WHAT THIS TASK INVOLVES.
Keep to one stretch of the data below, the lines from the one with "pub fn input(&self, doc: &Document)" up to and including the one with "let value = value.trim();", and return that stretch exactly.
*** Opening of DATA SHOWN ***
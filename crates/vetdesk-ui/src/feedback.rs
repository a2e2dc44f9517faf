// Copyright 2026 Phillip Cloud
// Licensed under the Apache License, Version 2.0

use vetdesk_app::validation::{
    ValidationError, format_rut, is_valid_chile_phone, is_valid_email, normalize_chile_phone,
    validate_rut,
};
use vetdesk_dom::{Document, NodeId};

pub const VALID_CLASS: &str = "is-valid";
pub const INVALID_CLASS: &str = "is-invalid";
pub const FEEDBACK_CLASS: &str = "invalid-feedback";
pub const VALID_BORDER: &str = "#28a745";
pub const INVALID_BORDER: &str = "#dc3545";

#[derive(Debug, Clone, Copy, PartialEq, Eq)]
pub enum FieldKind {
    Rut,
    Email,
    Phone,
}

#[derive(Debug, Clone, Copy, PartialEq, Eq)]
pub enum Validity {
    /// Empty optional field.
    Neutral,
    Valid,
    Invalid(ValidationError),
}

/// Live formatting and blur-time validity markers for one input.
#[derive(Debug, Clone, PartialEq, Eq)]
pub struct FieldFeedback {
    pub input_id: String,
    pub kind: FieldKind,
    pub required: bool,
}

impl FieldFeedback {
    pub fn new(input_id: &str, kind: FieldKind, required: bool) -> Self {
        Self {
            input_id: input_id.to_owned(),
            kind,
            required,
        }
    }

    pub fn input(&self, doc: &Document) -> Option<NodeId> {
        doc.element_by_id(&self.input_id)
    }

    /// Keystroke handler: RUT fields are regrouped as the user types.
    pub fn on_input(&self, doc: &mut Document) {
        if self.kind != FieldKind::Rut {
            return;
        }
        let Some(input) = self.input(doc) else {
            return;
        };
        let raw = doc.value(input);
        if raw.is_empty() {
            return;
        }
        let formatted = format_rut(raw);
        doc.set_value(input, &formatted);
    }

    pub fn check(&self, value: &str) -> Validity {
        let value = value.trim();
        if value.is_empty() {
            return if self.required {
                Validity::Invalid(self.error())
            } else {
                Validity::Neutral
            };
        }
        let valid = match self.kind {
            FieldKind::Rut => validate_rut(value),
            FieldKind::Email => is_valid_email(value),
            FieldKind::Phone => is_valid_chile_phone(&normalize_chile_phone(value)),
        };
        if valid {
            Validity::Valid
        } else {
            Validity::Invalid(self.error())
        }
    }

    fn error(&self) -> ValidationError {
        match self.kind {
            FieldKind::Rut => ValidationError::InvalidRut,
            FieldKind::Email => ValidationError::InvalidEmail,
            FieldKind::Phone => ValidationError::InvalidPhone,
        }
    }

    /// Blur handler: validates and paints the field. Valid phone values are
    /// rewritten in canonical form; anything else is left as typed.
    pub fn on_blur(&self, doc: &mut Document) -> Validity {
        let Some(input) = self.input(doc) else {
            return Validity::Neutral;
        };
        if self.kind == FieldKind::Phone {
            let normalized = normalize_chile_phone(doc.value(input).trim());
            if is_valid_chile_phone(&normalized) {
                doc.set_value(input, &normalized);
            }
        }
        let validity = self.check(doc.value(input));
        paint(doc, input, &validity);
        validity
    }

    /// Removes every marker, e.g. when the form is reopened.
    pub fn clear(&self, doc: &mut Document) {
        if let Some(input) = self.input(doc) {
            paint(doc, input, &Validity::Neutral);
        }
    }
}

fn paint(doc: &mut Document, input: NodeId, validity: &Validity) {
    let feedback = feedback_element(doc, input);
    match validity {
        Validity::Neutral => {
            doc.remove_class(input, VALID_CLASS);
            doc.remove_class(input, INVALID_CLASS);
            doc.set_style(input, "border-color", "");
            doc.remove_attribute(input, "data-validity");
            if let Some(feedback) = feedback {
                doc.set_displayed(feedback, false);
            }
        }
        Validity::Valid => {
            doc.add_class(input, VALID_CLASS);
            doc.remove_class(input, INVALID_CLASS);
            doc.set_style(input, "border-color", VALID_BORDER);
            doc.remove_attribute(input, "data-validity");
            if let Some(feedback) = feedback {
                doc.set_displayed(feedback, false);
            }
        }
        Validity::Invalid(error) => {
            let message = error.field_message();
            doc.add_class(input, INVALID_CLASS);
            doc.remove_class(input, VALID_CLASS);
            doc.set_style(input, "border-color", INVALID_BORDER);
            doc.set_attribute(input, "data-validity", message);
            if let Some(feedback) = feedback {
                doc.set_text(feedback, message);
                doc.set_displayed(feedback, true);
            }
        }
    }
}

/// The input's `.invalid-feedback` sibling, else one inside its parent.
fn feedback_element(doc: &Document, input: NodeId) -> Option<NodeId> {
    if let Some(next) = doc.next_sibling(input)
        && doc.has_class(next, FEEDBACK_CLASS)
    {
        return Some(next);
    }
    let parent = doc.parent(input)?;
    doc.first_with_class(parent, FEEDBACK_CLASS)
}

#[cfg(test)]
mod tests {
    use super::{
        FEEDBACK_CLASS, FieldFeedback, FieldKind, INVALID_BORDER, INVALID_CLASS, VALID_CLASS,
        Validity,
    };
    use crate::markup;
    use vetdesk_app::validation::ValidationError;
    use vetdesk_dom::{Document, NodeId};

    fn field(doc: &mut Document, id: &str) -> (NodeId, NodeId) {
        let body = doc.body();
        let form = doc.build("form").append_to(body);
        let input = markup::form_field(doc, form, id, "Campo", "text");
        let feedback = doc
            .first_with_class(form, FEEDBACK_CLASS)
            .expect("feedback element");
        (input, feedback)
    }

    #[test]
    fn rut_is_reformatted_while_typing() {
        let mut doc = Document::new();
        let (input, _) = field(&mut doc, "cliente-rut");
        let feedback = FieldFeedback::new("cliente-rut", FieldKind::Rut, true);
        doc.set_value(input, "123456785");
        feedback.on_input(&mut doc);
        assert_eq!(doc.value(input), "12.345.678-5");
    }

    #[test]
    fn blur_marks_invalid_rut_and_shows_message() {
        let mut doc = Document::new();
        let (input, message) = field(&mut doc, "cliente-rut");
        let feedback = FieldFeedback::new("cliente-rut", FieldKind::Rut, true);
        doc.set_value(input, "12.345.678-9");

        let validity = feedback.on_blur(&mut doc);
        assert_eq!(validity, Validity::Invalid(ValidationError::InvalidRut));
        assert!(doc.has_class(input, INVALID_CLASS));
        assert_eq!(doc.style(input, "border-color"), Some(INVALID_BORDER));
        assert!(doc.attribute(input, "data-validity").is_some());
        assert!(doc.is_displayed(message));
        assert!(!doc.text(message).is_empty());

        doc.set_value(input, "12.345.678-5");
        assert_eq!(feedback.on_blur(&mut doc), Validity::Valid);
        assert!(doc.has_class(input, VALID_CLASS));
        assert!(!doc.has_class(input, INVALID_CLASS));
        assert!(!doc.is_displayed(message));
    }

    #[test]
    fn phone_is_normalized_on_blur() {
        let mut doc = Document::new();
        let (input, _) = field(&mut doc, "cliente-telefono");
        let feedback = FieldFeedback::new("cliente-telefono", FieldKind::Phone, false);
        doc.set_value(input, "9 1234 5678");
        assert_eq!(feedback.on_blur(&mut doc), Validity::Valid);
        assert_eq!(doc.value(input), "+56912345678");
    }

    #[test]
    fn invalid_phone_keeps_what_was_typed() {
        let mut doc = Document::new();
        let (input, message) = field(&mut doc, "cliente-telefono");
        let feedback = FieldFeedback::new("cliente-telefono", FieldKind::Phone, false);
        doc.set_value(input, "llamar tarde");
        assert_eq!(
            feedback.on_blur(&mut doc),
            Validity::Invalid(ValidationError::InvalidPhone)
        );
        assert_eq!(doc.value(input), "llamar tarde");
        assert!(doc.has_class(input, INVALID_CLASS));
        assert!(doc.is_displayed(message));
    }

    #[test]
    fn empty_optional_field_is_neutral_and_required_is_not() {
        let mut doc = Document::new();
        let (input, _) = field(&mut doc, "cliente-email");
        let optional = FieldFeedback::new("cliente-email", FieldKind::Email, false);
        assert_eq!(optional.on_blur(&mut doc), Validity::Neutral);
        assert!(!doc.has_class(input, INVALID_CLASS));

        let required = FieldFeedback::new("cliente-email", FieldKind::Email, true);
        assert!(matches!(required.on_blur(&mut doc), Validity::Invalid(_)));
        required.clear(&mut doc);
        assert!(!doc.has_class(input, INVALID_CLASS));
    }

    #[test]
    fn missing_input_is_neutral() {
        let mut doc = Document::new();
        let feedback = FieldFeedback::new("no-existe", FieldKind::Email, true);
        feedback.on_input(&mut doc);
        assert_eq!(feedback.on_blur(&mut doc), Validity::Neutral);
    }
}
*** Close of DATA SHOWN ***
RESULT BELOW.
    pub fn input(&self, doc: &Document) -> Option<NodeId> {
        doc.element_by_id(&self.input_id)
    }

    /// Keystroke handler: RUT fields are regrouped as the user types.
    pub fn on_input(&self, doc: &mut Document) {
        if self.kind != FieldKind::Rut {
            return;
        }
        let Some(input) = self.input(doc) else {
            return;
        };
        let raw = doc.value(input);
        if raw.is_empty() {
            return;
        }
        let formatted = format_rut(raw);
        doc.set_value(input, &formatted);
    }

    pub fn check(&self, value: &str) -> Validity {
        let value = value.trim();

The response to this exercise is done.